GBAP1 codes for multiple alternatively-spliced isoforms and is modulated by NMD. (A) Analysis of GBA and GBAP1 splicing patterns. In the upper part of the panel, a schematic representation of GBA (reference sequence: NM_001005741.2) and GBAP1 (reference sequence: NR_002188.2) genes is reported. Exons are indicated by boxes, introns by lines. The 55-bp-long sequence characterizing GBA exon 9 is specified by a grey rectangle. The scheme is approximately to scale. The overlapping fragments amplified by RT-PCRs to analyze the GBA and GBAP1 splicing patterns are indicated by dashed lines and a letter. In the lower part of the panel, the electrophoretic analysis (agarose gels 2%) of RT-PCR amplicons is shown. RT-PCRs were performed on RNA extracted from HepG2 cells treated (+) or untreated (−) with the NMD inhibitor cycloheximide. On the top of each gel, letters indicate the relevant RT-PCR amplicons. (B) Demonstration of the NMD-mediated degradation of GBAP1 transcripts. The two panel shows expression levels of GBAP1 and GBA isoforms in HEK293 and HepG2 cells, untreated or treated for 8 hours with cycloheximide. Expression levels of endogenous GBAP1/GBA isoforms were measured by semi-quantitative real-time RT-PCRs. Results are presented as normalized rescaled values, setting as 1 the value of the untreated samples (dotted line). The expression level of the Connexin 43 or 32 transcripts, known to be insensitive to NMD, were used in the normalization step. RT-PCRs performed on out-of-frame and in-frame PRKCA isoforms, known to be respectively sensitive and insensitive to the NMD blockage, represent the positive and negative control. Error bars represent means +SEM of 3 independent biological replicates, each performed at least in triplicate.
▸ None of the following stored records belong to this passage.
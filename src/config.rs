//! Run configuration.
//!
//! Defaults follow the conventional supabase project layout. A project-local
//! `driftcheck.toml` overrides the defaults, and CLI flags override both:
//!
//! ```toml
//! remote_path = "db/remote-schema.sql"
//! migrations_dir = "db/migrations"
//! strict = true
//! schema = "public"
//! ```

use serde::Deserialize;
use std::path::{Path, PathBuf};

use crate::error::{DriftError, DriftResult};

pub const DEFAULT_REMOTE: &str = "supabase/remote-schema.sql";
pub const DEFAULT_MIGRATIONS_DIR: &str = "supabase/migrations";
pub const DEFAULT_SCHEMA: &str = "public";
pub const CONFIG_FILE: &str = "driftcheck.toml";

#[derive(Debug, Clone, Deserialize)]
#[serde(default, deny_unknown_fields)]
pub struct Config {
    /// Path of the live schema dump.
    pub remote_path: PathBuf,
    /// Directory holding the *.sql migration files.
    pub migrations_dir: PathBuf,
    /// Whether any discrepancy should fail the run.
    pub strict: bool,
    /// Schema whose prefix qualifies every object in the dump.
    pub schema: String,
}

impl Default for Config {
    fn default() -> Self {
        Self {
            remote_path: PathBuf::from(DEFAULT_REMOTE),
            migrations_dir: PathBuf::from(DEFAULT_MIGRATIONS_DIR),
            strict: false,
            schema: DEFAULT_SCHEMA.to_string(),
        }
    }
}

impl Config {
    /// Load configuration from a TOML file.
    pub fn load(path: &Path) -> DriftResult<Self> {
        if !path.exists() {
            return Err(DriftError::missing(path));
        }
        let content = std::fs::read_to_string(path)?;
        toml::from_str(&content).map_err(|e| DriftError::Config(e.to_string()))
    }

    /// Read `driftcheck.toml` from the working directory when present,
    /// otherwise fall back to the defaults.
    pub fn discover() -> DriftResult<Self> {
        let path = Path::new(CONFIG_FILE);
        if path.exists() {
            Self::load(path)
        } else {
            Ok(Self::default())
        }
    }

    /// The dump's qualification prefix, e.g. `public.`.
    pub fn schema_prefix(&self) -> String {
        format!("{}.", self.schema)
    }
}
//! Input loading: the remote dump text and the migration directory.

use std::fs;
use std::path::Path;

use crate::error::{DriftError, DriftResult};

/// One migration file, identified by its filename.
#[derive(Debug, Clone)]
pub struct Migration {
    pub name: String,
    pub sql: String,
}

/// Read the live schema dump. A missing path is fatal.
pub fn read_remote_schema(path: &Path) -> DriftResult<String> {
    if !path.exists() {
        return Err(DriftError::missing(path));
    }
    Ok(fs::read_to_string(path)?)
}

/// Read every `*.sql` file under `dir`, sorted by filename.
///
/// Filename order is assumed to equal applied order, which holds for the
/// usual timestamp-prefixed migration names.
pub fn read_migrations(dir: &Path) -> DriftResult<Vec<Migration>> {
    if !dir.is_dir() {
        return Err(DriftError::missing(dir));
    }
    let mut migrations = Vec::new();
    for entry in fs::read_dir(dir)? {
        let path = entry?.path();
        if path.extension().and_then(|e| e.to_str()) != Some("sql") {
            continue;
        }
        let name = path
            .file_name()
            .and_then(|n| n.to_str())
            .unwrap_or_default()
            .to_string();
        let sql = fs::read_to_string(&path)?;
        migrations.push(Migration { name, sql });
    }
    migrations.sort_by(|a, b| a.name.cmp(&b.name));
    Ok(migrations)
}

#[cfg(test)]
mod tests {
    use super::*;

    #[test]
    fn test_missing_inputs_are_fatal() {
        let missing = Path::new("definitely/not/here");
        assert!(matches!(
            read_remote_schema(missing),
            Err(DriftError::MissingInput { .. })
        ));
        assert!(matches!(
            read_migrations(missing),
            Err(DriftError::MissingInput { .. })
        ));
    }

    #[test]
    fn test_migrations_come_back_in_filename_order() {
        let dir = std::env::temp_dir().join(format!("driftcheck-test-{}", std::process::id()));
        fs::create_dir_all(&dir).unwrap();
        fs::write(dir.join("20240102_second.sql"), "CREATE TABLE b (\n    id int\n);").unwrap();
        fs::write(dir.join("20240101_first.sql"), "CREATE TABLE a (\n    id int\n);").unwrap();
        fs::write(dir.join("notes.txt"), "ignored").unwrap();

        let migrations = read_migrations(&dir).unwrap();
        let names: Vec<&str> = migrations.iter().map(|m| m.name.as_str()).collect();
        assert_eq!(names, ["20240101_first.sql", "20240102_second.sql"]);

        fs::remove_dir_all(&dir).unwrap();
    }
}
Significance levels of t-tests are shown. *P < 0.05; **P < 0.01.

Figure 4

GBA, GBP1, and miR-22-3p are expressed in iPS cells and iPSC-derived neurons of PD patients and controls. GBA (A), GBAP1 (B), and miR-22-3p (C) expression levels were measured by semi-quantitative real-time RT-PCRs in up to six iPS and iPSC-derived neuronal cells of cases and controls. Boxplots show expression levels according to the disease status; boxes define the interquartile range; the thick line refers to the median. Results are presented as normalized rescaled values. Significance level for differences between groups was calculated by a Wilcoxon-Mann-Whitney test, and showed only if significant. *P < 0.05.

Figure 5

Schematic representation of the effect of modulating the GBA/GBAP1/miR-22-3p RNA-based network on endogenous GBAP1 and GBA levels. Schematic representation of the ceRNA network involving GBA (blue transcripts) and GBAP1 (orange transcripts), harboring the same MRE sites (green and violet ovals). The green MRE sites bind to miR-22-3p (in green), whereas violet ones bind to other not-specified miRNAs. The experimental modulation of the proposed ceRNA network impacts on both coregulated transcripts. In particular, over-expression of miR-22-3p (left part of the figure) determines the down-regulation of both GBA and GBAP1 transcripts. Conversely, over-expression of GBAP1 (e.g., by inhibiting the NMD pathway, as experimentally verified in the present study; right part of the figure) will increase the cellular concentrations of miR-22-3p MREs, thus resulting in the de-repression of GBA. In the scheme, transcripts destined to degradation are colored in lighter shades.